ACTIVITY - Needed from the entries below: every line that holds the word "platform".

*** DATA FOR THIS TASK ***

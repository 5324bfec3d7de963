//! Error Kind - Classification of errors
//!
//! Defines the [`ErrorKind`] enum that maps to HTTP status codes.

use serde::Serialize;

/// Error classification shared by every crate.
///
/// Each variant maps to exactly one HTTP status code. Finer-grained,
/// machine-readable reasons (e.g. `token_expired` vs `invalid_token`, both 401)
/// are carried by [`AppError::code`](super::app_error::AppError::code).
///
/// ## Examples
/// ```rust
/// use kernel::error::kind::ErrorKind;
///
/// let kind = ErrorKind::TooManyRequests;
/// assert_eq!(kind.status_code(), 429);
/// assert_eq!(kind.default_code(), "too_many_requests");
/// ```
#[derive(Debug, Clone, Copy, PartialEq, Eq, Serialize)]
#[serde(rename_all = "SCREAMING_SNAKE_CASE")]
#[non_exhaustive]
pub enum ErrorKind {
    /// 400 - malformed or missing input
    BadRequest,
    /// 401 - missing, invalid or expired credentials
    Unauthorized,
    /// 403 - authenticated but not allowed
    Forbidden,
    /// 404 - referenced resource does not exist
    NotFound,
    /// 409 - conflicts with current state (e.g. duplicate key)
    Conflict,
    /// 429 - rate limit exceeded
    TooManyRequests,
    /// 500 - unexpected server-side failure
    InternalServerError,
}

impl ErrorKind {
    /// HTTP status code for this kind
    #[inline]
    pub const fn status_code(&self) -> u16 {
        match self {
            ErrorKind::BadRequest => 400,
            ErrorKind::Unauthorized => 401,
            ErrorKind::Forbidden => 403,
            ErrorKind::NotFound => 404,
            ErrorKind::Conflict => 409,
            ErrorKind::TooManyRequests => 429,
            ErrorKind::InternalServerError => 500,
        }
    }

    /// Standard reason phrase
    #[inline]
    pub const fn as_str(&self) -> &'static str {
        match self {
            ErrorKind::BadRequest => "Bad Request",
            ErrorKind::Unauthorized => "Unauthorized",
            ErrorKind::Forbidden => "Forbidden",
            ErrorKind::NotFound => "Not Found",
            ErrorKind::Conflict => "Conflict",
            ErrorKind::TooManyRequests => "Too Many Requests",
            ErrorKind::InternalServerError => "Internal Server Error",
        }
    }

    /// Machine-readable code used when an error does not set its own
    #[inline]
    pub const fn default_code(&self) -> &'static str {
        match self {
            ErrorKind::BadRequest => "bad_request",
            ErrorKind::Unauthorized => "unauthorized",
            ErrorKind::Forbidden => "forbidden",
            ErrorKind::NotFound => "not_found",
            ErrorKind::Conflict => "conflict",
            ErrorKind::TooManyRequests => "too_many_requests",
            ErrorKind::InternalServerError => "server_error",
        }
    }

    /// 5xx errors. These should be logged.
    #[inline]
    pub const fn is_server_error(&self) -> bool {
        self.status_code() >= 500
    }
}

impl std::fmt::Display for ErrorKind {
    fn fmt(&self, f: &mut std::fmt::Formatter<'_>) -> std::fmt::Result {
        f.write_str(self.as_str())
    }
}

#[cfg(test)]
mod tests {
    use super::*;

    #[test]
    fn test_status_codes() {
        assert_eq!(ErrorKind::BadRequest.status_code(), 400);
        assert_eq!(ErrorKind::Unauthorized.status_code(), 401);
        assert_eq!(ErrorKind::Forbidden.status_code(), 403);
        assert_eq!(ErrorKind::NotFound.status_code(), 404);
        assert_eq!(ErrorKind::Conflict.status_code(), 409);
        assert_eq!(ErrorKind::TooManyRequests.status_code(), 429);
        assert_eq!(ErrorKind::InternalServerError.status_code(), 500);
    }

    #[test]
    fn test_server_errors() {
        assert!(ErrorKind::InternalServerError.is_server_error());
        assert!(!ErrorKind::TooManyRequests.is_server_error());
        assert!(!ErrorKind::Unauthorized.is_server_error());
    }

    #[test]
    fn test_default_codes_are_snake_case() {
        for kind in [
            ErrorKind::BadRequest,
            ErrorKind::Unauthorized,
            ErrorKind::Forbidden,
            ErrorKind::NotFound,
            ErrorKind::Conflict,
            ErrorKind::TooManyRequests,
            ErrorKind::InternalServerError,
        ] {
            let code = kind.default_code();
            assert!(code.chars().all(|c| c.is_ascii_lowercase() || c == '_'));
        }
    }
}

*** End of DATA FOR THIS TASK ***
*** DATA FOR THIS TASK ***

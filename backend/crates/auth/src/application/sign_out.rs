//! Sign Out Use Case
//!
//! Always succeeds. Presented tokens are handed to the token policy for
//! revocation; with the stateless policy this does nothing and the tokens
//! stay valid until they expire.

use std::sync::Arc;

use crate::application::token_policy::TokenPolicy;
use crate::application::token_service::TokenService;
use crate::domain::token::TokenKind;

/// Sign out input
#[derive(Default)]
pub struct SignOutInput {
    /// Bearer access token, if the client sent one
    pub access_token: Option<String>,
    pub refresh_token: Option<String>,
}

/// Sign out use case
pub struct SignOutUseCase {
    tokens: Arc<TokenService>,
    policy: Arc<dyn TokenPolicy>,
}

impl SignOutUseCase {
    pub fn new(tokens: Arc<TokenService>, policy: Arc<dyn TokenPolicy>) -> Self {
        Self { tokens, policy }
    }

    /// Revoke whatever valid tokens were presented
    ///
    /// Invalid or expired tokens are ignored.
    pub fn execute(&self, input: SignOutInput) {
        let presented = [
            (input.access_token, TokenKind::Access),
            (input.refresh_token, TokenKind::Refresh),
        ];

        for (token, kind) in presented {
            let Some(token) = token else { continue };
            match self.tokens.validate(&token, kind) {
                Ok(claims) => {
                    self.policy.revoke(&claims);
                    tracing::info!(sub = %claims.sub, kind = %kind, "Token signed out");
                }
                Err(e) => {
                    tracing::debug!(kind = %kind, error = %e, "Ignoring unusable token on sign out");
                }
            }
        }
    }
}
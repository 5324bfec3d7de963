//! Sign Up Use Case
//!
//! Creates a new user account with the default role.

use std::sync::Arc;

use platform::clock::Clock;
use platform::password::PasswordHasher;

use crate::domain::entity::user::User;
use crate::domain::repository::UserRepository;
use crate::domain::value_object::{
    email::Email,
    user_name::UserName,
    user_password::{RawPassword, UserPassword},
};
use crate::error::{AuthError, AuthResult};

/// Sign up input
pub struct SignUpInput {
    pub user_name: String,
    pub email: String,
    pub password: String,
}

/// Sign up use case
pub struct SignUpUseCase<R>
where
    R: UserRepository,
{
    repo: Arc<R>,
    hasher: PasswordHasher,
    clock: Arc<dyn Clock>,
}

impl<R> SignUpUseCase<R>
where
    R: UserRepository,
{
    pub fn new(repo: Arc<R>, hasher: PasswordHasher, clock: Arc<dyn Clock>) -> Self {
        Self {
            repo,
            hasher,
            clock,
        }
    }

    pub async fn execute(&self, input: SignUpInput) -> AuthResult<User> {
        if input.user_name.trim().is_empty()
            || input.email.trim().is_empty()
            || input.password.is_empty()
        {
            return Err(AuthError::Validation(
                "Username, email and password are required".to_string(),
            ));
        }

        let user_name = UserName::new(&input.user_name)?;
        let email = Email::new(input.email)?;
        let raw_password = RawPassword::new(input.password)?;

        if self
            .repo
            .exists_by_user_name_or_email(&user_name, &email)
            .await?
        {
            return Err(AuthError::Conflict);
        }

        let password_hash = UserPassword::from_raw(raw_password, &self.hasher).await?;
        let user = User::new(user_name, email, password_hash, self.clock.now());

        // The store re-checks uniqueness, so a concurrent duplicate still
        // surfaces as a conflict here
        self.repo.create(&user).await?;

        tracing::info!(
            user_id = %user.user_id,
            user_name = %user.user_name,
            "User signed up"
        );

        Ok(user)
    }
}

*** End of DATA FOR THIS TASK ***
*** DATA FOR THIS TASK ***

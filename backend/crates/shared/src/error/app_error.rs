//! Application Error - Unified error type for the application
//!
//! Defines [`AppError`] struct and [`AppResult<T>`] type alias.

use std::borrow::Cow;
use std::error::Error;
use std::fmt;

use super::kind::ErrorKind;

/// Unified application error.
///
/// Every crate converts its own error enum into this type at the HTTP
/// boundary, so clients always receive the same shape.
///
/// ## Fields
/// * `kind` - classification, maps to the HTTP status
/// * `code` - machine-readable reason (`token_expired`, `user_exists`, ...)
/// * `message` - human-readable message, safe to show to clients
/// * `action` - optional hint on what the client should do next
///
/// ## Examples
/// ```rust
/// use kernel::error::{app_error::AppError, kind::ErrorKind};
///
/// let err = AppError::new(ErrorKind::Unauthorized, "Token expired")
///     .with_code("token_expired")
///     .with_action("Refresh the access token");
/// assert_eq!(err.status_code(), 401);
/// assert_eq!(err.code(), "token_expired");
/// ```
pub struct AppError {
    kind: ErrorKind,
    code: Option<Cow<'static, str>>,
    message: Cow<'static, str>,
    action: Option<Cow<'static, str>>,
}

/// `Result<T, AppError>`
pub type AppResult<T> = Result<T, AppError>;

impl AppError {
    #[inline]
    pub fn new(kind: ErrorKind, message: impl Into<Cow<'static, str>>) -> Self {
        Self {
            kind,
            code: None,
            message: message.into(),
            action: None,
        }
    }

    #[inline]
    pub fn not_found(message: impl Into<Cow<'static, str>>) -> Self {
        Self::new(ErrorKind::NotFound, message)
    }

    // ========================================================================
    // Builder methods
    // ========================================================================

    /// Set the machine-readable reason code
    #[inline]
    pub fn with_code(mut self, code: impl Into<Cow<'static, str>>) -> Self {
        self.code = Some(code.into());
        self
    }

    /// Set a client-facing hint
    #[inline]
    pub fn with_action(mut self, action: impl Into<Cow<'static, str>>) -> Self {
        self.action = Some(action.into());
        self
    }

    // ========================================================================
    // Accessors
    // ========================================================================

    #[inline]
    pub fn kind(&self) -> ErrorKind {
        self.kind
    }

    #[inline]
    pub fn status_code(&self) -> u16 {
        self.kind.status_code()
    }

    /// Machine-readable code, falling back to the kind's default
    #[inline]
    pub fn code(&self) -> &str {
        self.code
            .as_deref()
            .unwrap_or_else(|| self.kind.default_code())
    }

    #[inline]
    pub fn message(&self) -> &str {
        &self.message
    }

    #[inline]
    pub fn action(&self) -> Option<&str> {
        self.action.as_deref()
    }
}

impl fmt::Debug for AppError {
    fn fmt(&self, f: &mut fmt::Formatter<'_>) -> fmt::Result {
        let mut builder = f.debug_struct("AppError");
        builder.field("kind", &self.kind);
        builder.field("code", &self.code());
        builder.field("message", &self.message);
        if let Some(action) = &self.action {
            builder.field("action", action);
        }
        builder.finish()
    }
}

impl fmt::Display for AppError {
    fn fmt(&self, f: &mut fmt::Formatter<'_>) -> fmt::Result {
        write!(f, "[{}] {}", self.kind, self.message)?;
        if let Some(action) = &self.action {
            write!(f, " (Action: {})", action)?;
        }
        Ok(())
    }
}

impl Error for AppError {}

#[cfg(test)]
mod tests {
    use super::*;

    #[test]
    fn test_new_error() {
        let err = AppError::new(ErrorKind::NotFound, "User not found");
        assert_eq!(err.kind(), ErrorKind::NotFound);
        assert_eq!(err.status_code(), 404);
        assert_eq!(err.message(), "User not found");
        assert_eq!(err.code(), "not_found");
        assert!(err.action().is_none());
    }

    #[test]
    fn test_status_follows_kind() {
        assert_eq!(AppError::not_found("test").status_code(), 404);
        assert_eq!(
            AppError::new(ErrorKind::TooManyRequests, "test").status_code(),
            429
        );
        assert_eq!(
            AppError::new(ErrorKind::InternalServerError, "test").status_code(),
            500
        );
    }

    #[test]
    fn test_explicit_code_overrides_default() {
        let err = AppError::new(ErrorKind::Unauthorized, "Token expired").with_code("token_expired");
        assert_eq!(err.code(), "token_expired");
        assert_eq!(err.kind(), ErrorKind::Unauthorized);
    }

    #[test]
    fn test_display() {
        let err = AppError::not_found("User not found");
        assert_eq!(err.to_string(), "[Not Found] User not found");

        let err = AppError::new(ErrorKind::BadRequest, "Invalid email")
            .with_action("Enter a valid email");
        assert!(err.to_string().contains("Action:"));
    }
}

*** End of DATA FOR THIS TASK ***

SOLVED PROBLEM -
use platform::clock::Clock;
use platform::password::PasswordHasher;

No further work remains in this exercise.